All lines of the entries with "ScoreComponents" in them must be listed.
======== EXTRACTED DATA ========
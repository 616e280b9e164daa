//! LLM-backed judge: grading prompt in, JSON verdict out.

use std::sync::Arc;
use std::time::Duration;

use async_trait::async_trait;
use serde::Deserialize;
use tracing::debug;

use super::{JudgeError, JudgeGateway, JudgeRequest};
use crate::gateway::{ChatGateway, ChatRequest, ProviderError};
use crate::prompts::{GradingInput, PromptTemplate, DEFAULT_PROMPT};
use crate::types::{Judgment, ScoreComponents};

/// Cap on generated tokens; the verdict schema is small.
pub const GRADING_MAX_OUTPUT_TOKENS: u32 = 256;

#[derive(Debug, Deserialize)]
struct GradingJson {
    #[serde(default)]
    is_correct: Option<bool>,
    #[serde(default)]
    grammar: Option<f64>,
    #[serde(default)]
    naturalness: Option<f64>,
    #[serde(default)]
    completeness: Option<f64>,
    #[serde(default)]
    feedback: Option<String>,
    #[serde(default)]
    alternatives: Vec<String>,
    #[serde(default)]
    refused: Option<bool>,
}

/// Parse a grading reply into a [`Judgment`]. Components are clamped to `[0,1]`.
pub fn parse_judgment_response(raw: &str) -> Result<Judgment, JudgeError> {
    let json_str = extract_json(raw);
    let parsed: GradingJson = serde_json::from_str(json_str)
        .map_err(|e| JudgeError::failed(format!("unparseable verdict: {e}")))?;

    if parsed.refused.unwrap_or(false) {
        return Err(JudgeError::failed("model refused to grade"));
    }

    let field = |v: Option<f64>, name: &str| {
        v.ok_or_else(|| JudgeError::failed(format!("missing '{name}'")))
    };
    let components = ScoreComponents::new(
        field(parsed.grammar, "grammar")?,
        field(parsed.naturalness, "naturalness")?,
        field(parsed.completeness, "completeness")?,
    );
    let is_correct = parsed
        .is_correct
        .ok_or_else(|| JudgeError::failed("missing 'is_correct'"))?;

    Ok(Judgment {
        is_correct,
        components,
        feedback_text: parsed.feedback.unwrap_or_default().trim().to_string(),
        alternative_answers: parsed
            .alternatives
            .into_iter()
            .map(|a| a.trim().to_string())
            .filter(|a| !a.is_empty())
            .collect(),
    })
}

/// First balanced `{...}` object in the reply, for models that add prose.
fn extract_json(raw: &str) -> &str {
    let trimmed = raw.trim();
    let Some(start) = trimmed.find('{') else {
        return trimmed;
    };
    let remainder = &trimmed[start..];
    let mut depth = 0usize;
    let mut in_string = false;
    let mut escaped = false;
    for (i, c) in remainder.char_indices() {
        if in_string {
            match c {
                _ if escaped => escaped = false,
                '\\' => escaped = true,
                '"' => in_string = false,
                _ => {}
            }
            continue;
        }
        match c {
            '"' => in_string = true,
            '{' => depth += 1,
            '}' => {
                depth = depth.saturating_sub(1);
                if depth == 0 {
                    return &remainder[..=i];
                }
            }
            _ => {}
        }
    }
    trimmed
}

pub struct LlmJudge {
    gateway: Arc<dyn ChatGateway>,
    model: String,
    template: PromptTemplate,
}

impl LlmJudge {
    pub fn new(gateway: Arc<dyn ChatGateway>, model: impl Into<String>) -> Self {
        Self {
            gateway,
            model: model.into(),
            template: DEFAULT_PROMPT,
        }
    }

    pub fn with_template(mut self, template: PromptTemplate) -> Self {
        self.template = template;
        self
    }

    pub fn model(&self) -> &str {
        &self.model
    }
}

#[async_trait]
impl JudgeGateway for LlmJudge {
    async fn judge(&self, req: &JudgeRequest, timeout: Duration) -> Result<Judgment, JudgeError> {
        let prompt = self.template.render(GradingInput {
            source_text: req.source_text.as_deref(),
            translation: &req.translation,
            expected_answers: &req.expected_answers,
        });
        let chat = ChatRequest::new(&self.model, prompt.to_messages())
            .with_max_tokens(GRADING_MAX_OUTPUT_TOKENS)
            .json_object();

        let response = tokio::time::timeout(timeout, self.gateway.chat(&chat))
            .await
            .map_err(|_| JudgeError::Timeout(timeout))?
            .map_err(|e: ProviderError| {
                if e.is_retryable() {
                    JudgeError::Failed {
                        message: e.to_string(),
                        retryable: true,
                    }
                } else {
                    JudgeError::Provider(e)
                }
            })?;

        debug!(
            sentence_id = req.sentence_id,
            model = %self.model,
            template = %prompt.template_slug,
            input_tokens = response.input_tokens,
            output_tokens = response.output_tokens,
            latency_ms = response.latency.as_millis() as u64,
            "llm judge replied"
        );
        parse_judgment_response(&response.content)
    }
}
========
- **SOLUTION**:
use crate::types::{Judgment, ScoreComponents};
    let components = ScoreComponents::new(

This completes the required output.